Mr Brindle said the government’s own analysis shows that the fees have not acted as a deterrent to skilled workers seeking to come to the UK. However, he added that “calculations underpinning this should be taken with a pinch of salt”.

“It’s unlikely to be the case in all scenarios. Presumably there is a tipping point where fee increases do start to deter work migrants from coming to the UK.”

The impact of ever-increasing fees has created extreme hardship for hundreds of thousands of migrants in the Britain, affecting almost every aspect of their lives, the charity Migrant Voice has said.

According to a survey carried out by the charity, two thirds of people said the costs had forced them into debt, with some owing as much as £30,000.

Migrant Voice director Nazek Ramadan told The National that “the extortionate cost of visas is bad for everybody”.

“It is driving migrants into financial hardship, and some into destitution, and exacerbating skills shortages in essential sectors,” he added.

“The current system is ripping families apart, increasing exploitation of workers, damaging people’s mental and physical health, and making the most basic of rights reliant on how much you earn.”

Meanwhile, for families seeking to be reunited with partners, parents and children divided by visa rules, things are about to get a lot harder.

The new income threshold also applies to those working for the Home Office or NHS, as well as solicitors, teachers and other professionals, Ms Coombs said.

Many of those who want to come to the UK to be with their families are being given the “offensive” label “dependants”, she added.

“You've got people who are earning good amounts of money wherever they are, but need to come to the UK to be with their family. They're not even considered, and they're treated like they're second-class citizens.”

Ms Coombs, who works as a TV producer, said it had taken almost two years for her Ecuadorean husband to be allowed to relocate to Britain.

“The obsession with immigration, be it illegal or legal, has become so poisonous and nasty that we've become a country where it is OK to wilfully separate a British citizen and their child, or effectively put a ban on cross-border love, with devastating consequences,” she said.

Families are “paying the price in far too many negative ways, because the government is scapegoating migrants and has an unhealthy obsession with lowering net migration”, she added.

“They contribute to society and they do not have access to the public purse. My husband has a biometric card which says he has no recourse to public funds.”

Families paying the price

The minimum income threshold rules also mean British citizens must often decide between leaving their partners and children for long periods of time or remaining exiled abroad and leaving elderly parents alone in the UK, Ms Coombs said.

Research carried out by Reunite Families UK has found that this separation has a severe impact on children’s mental health, with many suffering from behavioural and emotional issues.

Families having “negative and traumatic experiences” are then hit with fees “that have gone up when there is a cost of living crisis” as they try to “maintain a job that keeps them within the minimum income requirements”, Ms Coombs said.

She and her husband have to pay the immigration health surcharge each time he reapplies for the right to remain in Britain.

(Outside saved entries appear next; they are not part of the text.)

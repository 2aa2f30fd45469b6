//! Stable external types returned by [`NetDev`](crate::NetDev) and
//! [`WgManager`](crate::WgManager).
//!
//! Sequences are owned `Vec`s: dropping a `Peer` drops its allowed IPs,
//! dropping a `Vec<Peer>` drops every peer.

use std::fmt;

use crate::codec::Family;

/// Current addressing of one interface.
///
/// Each slot is empty or holds `addr/prefix`.
#[derive(Debug, Clone, Default, PartialEq, Eq)]
#[cfg_attr(feature = "serde", derive(serde::Serialize, serde::Deserialize))]
pub struct InterfaceAddressing {
    pub ipv4: String,
    pub ipv6: String,
}

impl InterfaceAddressing {
    pub fn new(ipv4: impl Into<String>, ipv6: impl Into<String>) -> Self {
        Self {
            ipv4: ipv4.into(),
            ipv6: ipv6.into(),
        }
    }

    /// Both slots are empty.
    pub fn is_empty(&self) -> bool {
        self.ipv4.is_empty() && self.ipv6.is_empty()
    }
}

/// A WireGuard interface.
#[derive(Debug, Clone, Default, PartialEq, Eq)]
#[cfg_attr(feature = "serde", derive(serde::Serialize, serde::Deserialize))]
pub struct Device {
    pub name: String,
    pub listen_port: u16,
    /// Number of configured peers.
    pub peers: u64,
    /// Base64 public key.
    pub public_key: String,
    /// Base64 private key.
    pub private_key: String,
}

/// One allowed-IP entry in `addr/prefix` form.
#[derive(Debug, Clone, PartialEq, Eq, Hash)]
#[cfg_attr(feature = "serde", derive(serde::Serialize, serde::Deserialize))]
#[cfg_attr(feature = "serde", serde(transparent))]
pub struct AllowedIp(String);

impl AllowedIp {
    pub fn new(text: impl Into<String>) -> Self {
        Self(text.into())
    }

    pub fn as_str(&self) -> &str {
        &self.0
    }

    /// Family inferred from the text.
    pub fn family(&self) -> Family {
        Family::of(&self.0)
    }

    pub fn into_string(self) -> String {
        self.0
    }
}

impl fmt::Display for AllowedIp {
    fn fmt(&self, f: &mut fmt::Formatter<'_>) -> fmt::Result {
        f.write_str(&self.0)
    }
}

impl From<&str> for AllowedIp {
    fn from(text: &str) -> Self {
        Self::new(text)
    }
}

impl From<String> for AllowedIp {
    fn from(text: String) -> Self {
        Self(text)
    }
}

/// A WireGuard peer.
#[derive(Debug, Clone, Default, PartialEq, Eq)]
#[cfg_attr(feature = "serde", derive(serde::Serialize, serde::Deserialize))]
pub struct Peer {
    /// Allowed IPs in the order the kernel reports them.
    pub allowed_ips: Vec<AllowedIp>,
    /// `a.b.c.d:port`, `[v6]:port`, or empty.
    pub endpoint: String,
    /// Last handshake, UNIX seconds. Zero if never.
    pub last_handshake: i64,
    /// Persistent keepalive in seconds. Zero means disabled.
    pub keepalive: u16,
    pub rx_bytes: u64,
    pub tx_bytes: u64,
    pub public_key: String,
    /// Only set on the peer returned by `add_peer`.
    pub private_key: String,
    pub preshared_key: String,
}

/// Names of the WireGuard interfaces on the host.
#[derive(Debug, Clone, Default, PartialEq, Eq)]
#[cfg_attr(feature = "serde", derive(serde::Serialize, serde::Deserialize))]
#[cfg_attr(feature = "serde", serde(transparent))]
pub struct DeviceNames(Vec<String>);

impl DeviceNames {
    pub fn new(names: Vec<String>) -> Self {
        Self(names)
    }

    pub fn iter(&self) -> impl Iterator<Item = &str> {
        self.0.iter().map(String::as_str)
    }

    pub fn len(&self) -> usize {
        self.0.len()
    }

    pub fn is_empty(&self) -> bool {
        self.0.is_empty()
    }

    /// NUL-separated form: `name1\0name2\0\0`.
    pub fn to_bytes(&self) -> Vec<u8> {
        let mut out = Vec::with_capacity(self.0.iter().map(|n| n.len() + 1).sum::<usize>() + 1);
        for name in &self.0 {
            out.extend_from_slice(name.as_bytes());
            out.push(0);
        }
        out.push(0);
        out
    }

    /// Parse the NUL-separated form, stopping at the first empty name.
    pub fn from_bytes(data: &[u8]) -> Self {
        let names = data
            .split(|&b| b == 0)
            .take_while(|name| !name.is_empty())
            .map(|name| String::from_utf8_lossy(name).into_owned())
            .collect();
        Self(names)
    }

    pub fn into_vec(self) -> Vec<String> {
        self.0
    }
}

impl IntoIterator for DeviceNames {
    type Item = String;
    type IntoIter = std::vec::IntoIter<String>;

    fn into_iter(self) -> Self::IntoIter {
        self.0.into_iter()
    }
}

impl FromIterator<String> for DeviceNames {
    fn from_iter<I: IntoIterator<Item = String>>(iter: I) -> Self {
        Self(iter.into_iter().collect())
    }
}
//! Blocking netlink socket.
//!
//! Every operation in this crate opens its own socket, runs one exchange and
//! drops it. The file descriptor is owned by `netlink_sys::Socket`, which
//! closes it on drop, so failure paths never leak it.

use std::os::unix::io::{AsRawFd, RawFd};
use std::sync::atomic::{AtomicU32, Ordering};

use bytes::BytesMut;
use netlink_sys::{Socket, SocketAddr, protocols};

use super::error::Result;

/// Default receive buffer size, large enough for a WireGuard dump chunk.
pub const DEFAULT_RECV_BUFFER: usize = 32768;

/// Netlink protocol families.
#[derive(Debug, Clone, Copy, PartialEq, Eq)]
pub enum Protocol {
    /// Routing/device hook (links, addresses).
    Route,
    /// Generic netlink (WireGuard).
    Generic,
}

impl Protocol {
    fn as_isize(self) -> isize {
        match self {
            Protocol::Route => protocols::NETLINK_ROUTE,
            Protocol::Generic => protocols::NETLINK_GENERIC,
        }
    }
}

/// Blocking netlink socket bound to a kernel-assigned port.
pub struct NetlinkSocket {
    socket: Socket,
    /// Sequence number counter.
    seq: AtomicU32,
    /// Local port ID (assigned by kernel).
    pid: u32,
    recv_buffer_size: usize,
}

impl NetlinkSocket {
    /// Create a new netlink socket for the given protocol.
    pub fn new(protocol: Protocol) -> Result<Self> {
        let mut socket = Socket::new(protocol.as_isize())?;

        let mut addr = SocketAddr::new(0, 0);
        socket.bind(&addr)?;
        socket.get_address(&mut addr)?;
        let pid = addr.port_number();

        // Extended ACK only improves error text; older kernels lack it.
        socket.set_ext_ack(true).ok();

        tracing::trace!(?protocol, pid, "opened netlink socket");

        Ok(Self {
            socket,
            seq: AtomicU32::new(1),
            pid,
            recv_buffer_size: DEFAULT_RECV_BUFFER,
        })
    }

    /// Set the receive buffer size used by [`recv_msg`](Self::recv_msg).
    pub fn with_recv_buffer_size(mut self, size: usize) -> Self {
        self.recv_buffer_size = size.max(4096);
        self
    }

    /// Get the next sequence number.
    pub fn next_seq(&self) -> u32 {
        self.seq.fetch_add(1, Ordering::Relaxed)
    }

    /// Get the local port ID.
    pub fn pid(&self) -> u32 {
        self.pid
    }

    /// Send a message to the kernel (port 0).
    pub fn send(&self, msg: &[u8]) -> Result<()> {
        let kernel = SocketAddr::new(0, 0);
        let sent = self.socket.send_to(msg, &kernel, 0)?;
        tracing::trace!(len = msg.len(), sent, "netlink send");
        Ok(())
    }

    /// Receive one datagram, blocking until it arrives.
    pub fn recv_msg(&self) -> Result<Vec<u8>> {
        let mut buf = BytesMut::with_capacity(self.recv_buffer_size);
        let n = self.socket.recv(&mut buf, 0)?;
        tracing::trace!(len = n, "netlink recv");
        Ok(buf.to_vec())
    }
}

impl AsRawFd for NetlinkSocket {
    fn as_raw_fd(&self) -> RawFd {
        self.socket.as_raw_fd()
    }
}
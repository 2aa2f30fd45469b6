//! Address integration tests.
//!
//! Assignment and enumeration on dummy links.

use wgnet::{Config, ErrorKind, InterfaceAdapter, InterfaceAddressing, NetDev, Result};

#[test]
fn test_set_ipv4_roundtrip() -> Result<()> {
    require_root!();

    let link = require_dummy!("wgna");
    let net = NetDev::new();

    net.set_ip(link.name(), &InterfaceAddressing::new("10.11.12.13/22", ""))?;

    let addrs = net.get_ip(link.name())?;
    assert_eq!(addrs.ipv4, "10.11.12.13/22");

    Ok(())
}

#[test]
fn test_set_ipv6_roundtrip() -> Result<()> {
    require_root!();

    let link = require_dummy!("wgna");
    let net = NetDev::with_config(Config::new().with_ipv6_ack(true));

    // dummy links carry no link-local address, see TestLink::dummy
    net.up(link.name())?;
    net.set_ip(link.name(), &InterfaceAddressing::new("", "fd00:11::5/64"))?;

    let addrs = net.get_ip(link.name())?;
    assert_eq!(addrs.ipv6, "fd00:11::5/64");

    Ok(())
}

#[test]
fn test_set_both_families() -> Result<()> {
    require_root!();

    let link = require_dummy!("wgna");
    let net = NetDev::with_config(Config::new().with_ipv6_ack(true));

    net.up(link.name())?;
    net.set_ip(
        link.name(),
        &InterfaceAddressing::new("192.168.77.1/24", "fd00:77::1/48"),
    )?;

    let addrs = net.get_ip(link.name())?;
    assert_eq!(addrs.ipv4, "192.168.77.1/24");
    assert_eq!(addrs.ipv6, "fd00:77::1/48");

    Ok(())
}

#[test]
fn test_invalid_prefix_is_rejected() -> Result<()> {
    require_root!();

    let link = require_dummy!("wgna");
    let net = NetDev::new();

    let err = net
        .set_ip(link.name(), &InterfaceAddressing::new("10.0.0.1/33", ""))
        .unwrap_err();
    assert_eq!(err.kind(), ErrorKind::InvalidIpPrefix);

    let err = net
        .set_ip(link.name(), &InterfaceAddressing::new("10.0.0.1/abc", ""))
        .unwrap_err();
    assert_eq!(err.kind(), ErrorKind::InvalidIpPrefix);

    // nothing was assigned
    assert!(net.get_ip(link.name())?.ipv4.is_empty());

    Ok(())
}

#[test]
fn test_ipv6_unknown_device() -> Result<()> {
    require_root!();

    let err = NetDev::new()
        .set_ip("wgna_missing", &InterfaceAddressing::new("", "fd00::1/64"))
        .unwrap_err();
    assert_eq!(err.kind(), ErrorKind::DevNotFound);

    Ok(())
}

#[test]
fn test_up_sets_flag() -> Result<()> {
    require_root!();

    let link = require_dummy!("wgna");
    NetDev::new().up(link.name())?;

    let flags = std::fs::read_to_string(format!("/sys/class/net/{}/flags", link.name()))
        .map_err(wgnet::Error::CtlSocketFailed)?;
    let flags = u32::from_str_radix(flags.trim().trim_start_matches("0x"), 16).unwrap();
    assert_ne!(flags & libc::IFF_UP as u32, 0);

    Ok(())
}
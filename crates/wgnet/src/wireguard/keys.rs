//! WireGuard key material.
//!
//! Keys are 32 bytes, exchanged as 44-character standard base64.

use base64::prelude::*;
use rand::RngCore;
use x25519_dalek::{PublicKey, StaticSecret};

pub use super::types::Key;
use super::types::WG_KEY_LEN;
use crate::error::{Error, Result};

/// Generate a clamped Curve25519 private key.
pub fn generate_private_key() -> Key {
    let mut key = [0u8; WG_KEY_LEN];
    rand::thread_rng().fill_bytes(&mut key);
    clamp(&mut key);
    key
}

/// Apply the Curve25519 scalar clamp.
pub fn clamp(key: &mut Key) {
    key[0] &= 248;
    key[31] &= 127;
    key[31] |= 64;
}

/// X25519 base-point product of `private_key`.
pub fn derive_public_key(private_key: &Key) -> Key {
    let secret = StaticSecret::from(*private_key);
    PublicKey::from(&secret).to_bytes()
}

/// Generate a preshared key.
pub fn generate_preshared_key() -> Key {
    let mut key = [0u8; WG_KEY_LEN];
    rand::thread_rng().fill_bytes(&mut key);
    key
}

pub fn encode(key: &Key) -> String {
    BASE64_STANDARD.encode(key)
}

/// Decode base64 key text. Anything but exactly 32 bytes is `INVALID_KEY`.
pub fn decode(text: &str) -> Result<Key> {
    let bytes = BASE64_STANDARD
        .decode(text.trim())
        .map_err(|e| Error::InvalidKey(format!("{}: {}", text, e)))?;

    Key::try_from(bytes.as_slice()).map_err(|_| {
        Error::InvalidKey(format!(
            "expected {} bytes, got {}",
            WG_KEY_LEN,
            bytes.len()
        ))
    })
}

#[cfg(test)]
mod tests {
    use super::*;
    use crate::error::ErrorKind;

    #[test]
    fn test_private_key_is_clamped() {
        for _ in 0..16 {
            let key = generate_private_key();
            assert_eq!(key[0] & 7, 0);
            assert_eq!(key[31] & 128, 0);
            assert_eq!(key[31] & 64, 64);
        }
    }

    #[test]
    fn test_clamp() {
        let mut key = [0xffu8; 32];
        clamp(&mut key);
        assert_eq!(key[0], 248);
        assert_eq!(key[31], 127);
    }

    #[test]
    fn test_derive_public_key_rfc7748() {
        // Alice's key pair from RFC 7748, section 6.1
        let private = decode("dwdtCnMYpX08FsFyUbJmRd9ML4frwJkqsXf7pR25LCo=").unwrap();
        let public = derive_public_key(&private);
        assert_eq!(encode(&public), "hSDwCYkwp1R0i33ctD73Wg2/Og0mOBr066SpjqqbTmo=");
    }

    #[test]
    fn test_encoded_length() {
        assert_eq!(encode(&generate_private_key()).len(), 44);
        assert_eq!(encode(&generate_preshared_key()).len(), 44);
    }

    #[test]
    fn test_decode_roundtrip() {
        let key = generate_private_key();
        assert_eq!(decode(&encode(&key)).unwrap(), key);
        assert_eq!(decode(&format!(" {}\n", encode(&key))).unwrap(), key);
    }

    #[test]
    fn test_decode_errors() {
        assert_eq!(decode("not base64!").unwrap_err().kind(), ErrorKind::InvalidKey);
        assert_eq!(decode("AAAA").unwrap_err().kind(), ErrorKind::InvalidKey);
        assert_eq!(decode("").unwrap_err().kind(), ErrorKind::InvalidKey);
    }
}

“My husband is paying taxes and National Insurance, so we’re paying twice. You can't afford luxuries like going on holiday and stuff like that. It feels like you are literally just existing in this country, surviving.”

The Home Office said it was “a long-standing UK government policy that those who use and benefit most from the immigration system should contribute towards the cost of operating it, reducing the burden on the UK taxpayer”.

“Anyone bringing dependants to live in the UK must be able to financially support them,” it added.